EIT Hawke’s Bay business studies lecturer Tom Johnson is combining a passion for rugby with a love of learning to do his doctoral degree.
Rated one of New Zealand’s foremost rugby loose forwards of the 1960s, Tom couldn’t be happier working on a PhD thesis that looks at All Black culture over the last 60 years.
“For me, it’s a very stimulating experience,” enthuses the 70-year-old. “A good rugby mate says I’m one of the oldest schoolboys in New Zealand, but I find it an intellectual challenge. I really enjoy learning and don’t want to stop.”
Tom played representative rugby for Counties (1957), Waikato (1958), Auckland (1964) and Hawke’s Bay (1959-68) and he has maintained a close involvement with the sport. On the New Zealand Rugby Union board for 12 years, he served on the original World Cup committee that promoted the concept of the international tournament.
He initiated the Golden Oldies sporting movement which has been staging international festivals for thousands of supporters and up to several hundred teams since 1979.
Tom’s thesis divides All Black culture into three eras – the 1950-70s post-war, Depression, post-colonial period when rugby was still an amateur game; 1970-90, which looks at counter culture, the politics of identity, Māori activism and biculturism; and 1990-2010 which considers changing demographics, multiculturism, the impact of Pacific Islanders, the World Cup, professionalism and changing technology.

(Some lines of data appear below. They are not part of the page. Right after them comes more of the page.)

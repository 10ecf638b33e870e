pub mod builder;
pub mod interned_store;
pub mod source;
pub mod store;
pub mod string_store;

use std::fs::File;
use std::io::{BufReader, BufWriter, Read, Write};
use std::path::Path;

use serde::{Deserialize, Serialize};

pub use builder::VocabularyBuilder;
pub use interned_store::InternedStore;
pub use source::{Object, Statement};
pub use store::VocabularyStore;
pub use string_store::StringStore;

use crate::error::Result;

/// Storage backend selection
#[derive(Debug, Clone, Copy, PartialEq, Eq, Default, Serialize, Deserialize)]
#[serde(rename_all = "lowercase")]
pub enum StoreKind {
    #[default]
    Strings,
    Interned,
}

/// One of the two store backends. Serializable as is.
#[derive(Debug, Clone, Serialize, Deserialize)]
pub enum Store {
    Strings(StringStore),
    Interned(InternedStore),
}

impl Store {
    pub fn new(kind: StoreKind) -> Self {
        match kind {
            StoreKind::Strings => Store::Strings(StringStore::new()),
            StoreKind::Interned => Store::Interned(InternedStore::new()),
        }
    }

    pub fn kind(&self) -> StoreKind {
        match self {
            Store::Strings(_) => StoreKind::Strings,
            Store::Interned(_) => StoreKind::Interned,
        }
    }
}

macro_rules! dispatch {
    ($self:ident, $s:ident => $body:expr) => {
        match $self {
            Store::Strings($s) => $body,
            Store::Interned($s) => $body,
        }
    };
}

impl VocabularyStore for Store {
    fn add_sense(&mut self, key: &str, id: &str) {
        dispatch!(self, s => s.add_sense(key, id))
    }
    fn add_descriptor(&mut self, id: &str, label: &str) {
        dispatch!(self, s => s.add_descriptor(id, label))
    }
    fn add_non_descriptor(&mut self, id: &str, descriptor: &str) {
        dispatch!(self, s => s.add_non_descriptor(id, descriptor))
    }
    fn add_related(&mut self, id: &str, related: &str) {
        dispatch!(self, s => s.add_related(id, related))
    }
    fn raw_senses(&self, key: &str) -> Vec<String> {
        dispatch!(self, s => s.raw_senses(key))
    }
    fn num_senses(&self, key: &str) -> usize {
        dispatch!(self, s => s.num_senses(key))
    }
    fn descriptor_of(&self, id: &str) -> Option<String> {
        dispatch!(self, s => s.descriptor_of(id))
    }
    fn label(&self, id: &str) -> Option<&str> {
        dispatch!(self, s => s.label(id))
    }
    fn related(&self, id: &str) -> Option<Vec<String>> {
        dispatch!(self, s => s.related(id))
    }
    fn num_terms(&self) -> usize {
        dispatch!(self, s => s.num_terms())
    }
    fn num_non_descriptors(&self) -> usize {
        dispatch!(self, s => s.num_non_descriptors())
    }
    fn num_related(&self) -> usize {
        dispatch!(self, s => s.num_related())
    }
    fn senses_for(&self, key: &str) -> Vec<String> {
        dispatch!(self, s => s.senses_for(key))
    }
}

/// A built thesaurus: normalized phrase keys to concept ids, concept
/// labels, synonyms and related concepts.
///
/// Read-only once built. Lookups take keys already produced by the
/// [`PhraseNormalizer`](crate::text::PhraseNormalizer) the vocabulary was
/// built with.
#[derive(Debug, Clone, Serialize, Deserialize)]
pub struct Vocabulary {
    name: String,
    language: String,
    store: Store,
}

impl Vocabulary {
    pub fn from_store(name: impl Into<String>, language: impl Into<String>, store: Store) -> Self {
        Self {
            name: name.into(),
            language: language.into(),
            store,
        }
    }

    pub fn name(&self) -> &str {
        &self.name
    }

    pub fn language(&self) -> &str {
        &self.language
    }

    pub fn store(&self) -> &Store {
        &self.store
    }

    /// Descriptor ids for a normalized key, plain labels first
    pub fn senses_for(&self, key: &str) -> Vec<String> {
        self.store.senses_for(key)
    }

    pub fn related_concepts(&self, id: &str) -> Option<Vec<String>> {
        self.store.related(id)
    }

    /// Preferred label of a concept
    pub fn label(&self, id: &str) -> Option<&str> {
        self.store.label(id)
    }

    pub fn contains(&self, key: &str) -> bool {
        self.store.num_senses(key) > 0
    }

    pub fn is_ambiguous(&self, key: &str) -> bool {
        self.store.num_senses(key) > 1
    }

    pub fn num_terms(&self) -> usize {
        self.store.num_terms()
    }

    pub fn num_non_descriptors(&self) -> usize {
        self.store.num_non_descriptors()
    }

    pub fn num_related(&self) -> usize {
        self.store.num_related()
    }

    pub fn save<W: Write>(&self, writer: W) -> Result<()> {
        serde_cbor::to_writer(writer, self)?;
        Ok(())
    }

    pub fn load<R: Read>(reader: R) -> Result<Self> {
        Ok(serde_cbor::from_reader(reader)?)
    }

    pub fn save_to_path(&self, path: impl AsRef<Path>) -> Result<()> {
        let mut writer = BufWriter::new(File::create(path)?);
        self.save(&mut writer)?;
        writer.flush()?;
        Ok(())
    }

    pub fn load_from_path(path: impl AsRef<Path>) -> Result<Self> {
        Self::load(BufReader::new(File::open(path)?))
    }
}
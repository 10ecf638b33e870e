//! Candidate extraction, corpus statistics, features, classification and
//! ranking.

pub mod candidate;
pub mod classifier;
pub mod corpus;
pub mod document;
pub mod extract;
pub mod feature;
pub mod model;
pub mod rank;

use std::sync::Arc;

use rayon::prelude::*;
use tracing::{debug, info, warn};

use crate::config::IndexerConfig;
use crate::error::{ConfigError, Result};
use crate::text::{PhraseNormalizer, PhraseTokenizer};
use crate::vocab::Vocabulary;

use self::classifier::{Classifier, TrainingSet};
use self::corpus::CorpusStatistics;
use self::document::{Document, ManualKeyphrases};
use self::extract::{CandidateExtractor, CandidateSet};
use self::feature::FeatureEngine;
use self::model::TopicModel;

/// Validated configuration bound to its text capabilities and, in term
/// assignment mode, to a vocabulary.
#[derive(Debug, Clone)]
pub struct TopicIndexer {
    config: IndexerConfig,
    normalizer: PhraseNormalizer,
    tokenizer: PhraseTokenizer,
    vocabulary: Option<Arc<Vocabulary>>,
}

impl TopicIndexer {
    /// Fails when the configuration is invalid, when the vocabulary does
    /// not match the one the configuration names, or when it was built for
    /// another document language.
    pub fn new(config: IndexerConfig, vocabulary: Option<Arc<Vocabulary>>) -> Result<Self> {
        config.validate()?;
        match (config.vocabulary_name(), vocabulary.as_deref()) {
            (Some(expected), None) => {
                return Err(ConfigError::MissingVocabulary(expected.to_string()).into());
            }
            (expected, Some(actual)) if expected != Some(actual.name()) => {
                return Err(ConfigError::VocabularyMismatch {
                    expected: expected.map(str::to_string),
                    actual: Some(actual.name().to_string()),
                }
                .into());
            }
            _ => {}
        }
        if let Some(actual) = vocabulary.as_deref() {
            if actual.language() != config.language {
                return Err(ConfigError::LanguageMismatch {
                    expected: config.language.clone(),
                    actual: actual.language().to_string(),
                }
                .into());
            }
        }
        let normalizer = config.normalizer();
        let tokenizer = config.tokenizer();
        Ok(Self {
            config,
            normalizer,
            tokenizer,
            vocabulary,
        })
    }

    /// Replaces the normalizer built from the configured kinds. Its profile
    /// is stored in trained models and checked again at extraction.
    pub fn with_normalizer(mut self, normalizer: PhraseNormalizer) -> Self {
        self.normalizer = normalizer;
        self
    }

    pub fn config(&self) -> &IndexerConfig {
        &self.config
    }

    pub fn normalizer(&self) -> &PhraseNormalizer {
        &self.normalizer
    }

    pub fn vocabulary(&self) -> Option<&Vocabulary> {
        self.vocabulary.as_deref()
    }

    pub fn extractor(&self) -> CandidateExtractor<'_> {
        CandidateExtractor {
            tokenizer: &self.tokenizer,
            normalizer: &self.normalizer,
            vocabulary: self.vocabulary(),
            max_len: self.config.max_phrase_length,
            min_len: self.config.min_phrase_length,
            min_occurrence: self.config.min_occurrence,
        }
    }

    pub fn extract_candidates(&self, text: &str) -> CandidateSet {
        self.extractor().extract(text)
    }

    pub fn resolve_manual(&self, document: &Document) -> Option<ManualKeyphrases> {
        ManualKeyphrases::resolve(document, &self.normalizer, self.vocabulary())
    }

    /// Candidates and resolved manual topics of every document, in input order
    fn prepare(&self, documents: &[Document]) -> (Vec<CandidateSet>, Vec<Option<ManualKeyphrases>>) {
        documents
            .par_iter()
            .map(|document| {
                let candidates = self.extract_candidates(&document.text);
                let manual = self.resolve_manual(document);
                debug!(
                    document = %document.id,
                    candidates = candidates.len(),
                    manual = manual.as_ref().map_or(0, ManualKeyphrases::len),
                    "document prepared"
                );
                (candidates, manual)
            })
            .unzip()
    }

    /// Builds the corpus dictionaries from `documents`, computes training
    /// vectors with the document's own contribution left out and trains
    /// `classifier` on them. Any training failure aborts the batch.
    pub fn train<C: Classifier>(&self, documents: &[Document], classifier: &C) -> Result<TopicModel<C::Model>> {
        let (candidates, manual) = self.prepare(documents);
        for id in without_manual_topics(documents) {
            warn!(document = id, "training document has no manual topics, all its candidates are negatives");
        }
        let statistics = CorpusStatistics::build(&candidates, &manual);

        let engine = FeatureEngine::new(
            self.config.features,
            self.config.class_mode,
            &statistics,
            self.vocabulary(),
        );
        let examples: Vec<_> = candidates
            .par_iter()
            .zip(manual.par_iter())
            .map(|(set, manual)| engine.compute_all(set, true, manual.as_ref()))
            .collect::<Vec<_>>()
            .into_iter()
            .flatten()
            .collect();

        let training = TrainingSet {
            toggles: self.config.features,
            examples,
        };
        info!(
            documents = documents.len(),
            examples = training.len(),
            positive = training.num_positive(),
            "training classifier"
        );
        let trained = classifier.train(&training)?;
        Ok(TopicModel::new(
            self.config.clone(),
            self.normalizer.profile(),
            statistics,
            trained,
        ))
    }
}

/// Ids of documents without any manual topic listing
fn without_manual_topics(documents: &[Document]) -> Vec<&str> {
    documents
        .iter()
        .filter(|d| d.manual_topics.is_none())
        .map(|d| d.id.as_str())
        .collect()
}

Tom describes himself as a late starter in academia. After 30 years in corporate life, he decided to study extramurally for an MBA when he was 60. He then went on to do a Master in Management degree.
Born in Napier and keen to return to his home town, he had his eye on a teaching job at EIT even then.
“I always liked teaching,” he says, looking back at on a varied career that began with a job at a school in a small community near Huntly.
So where to once he becomes Dr Johnson? “The next step is a zimmer frame,” laughs Tom.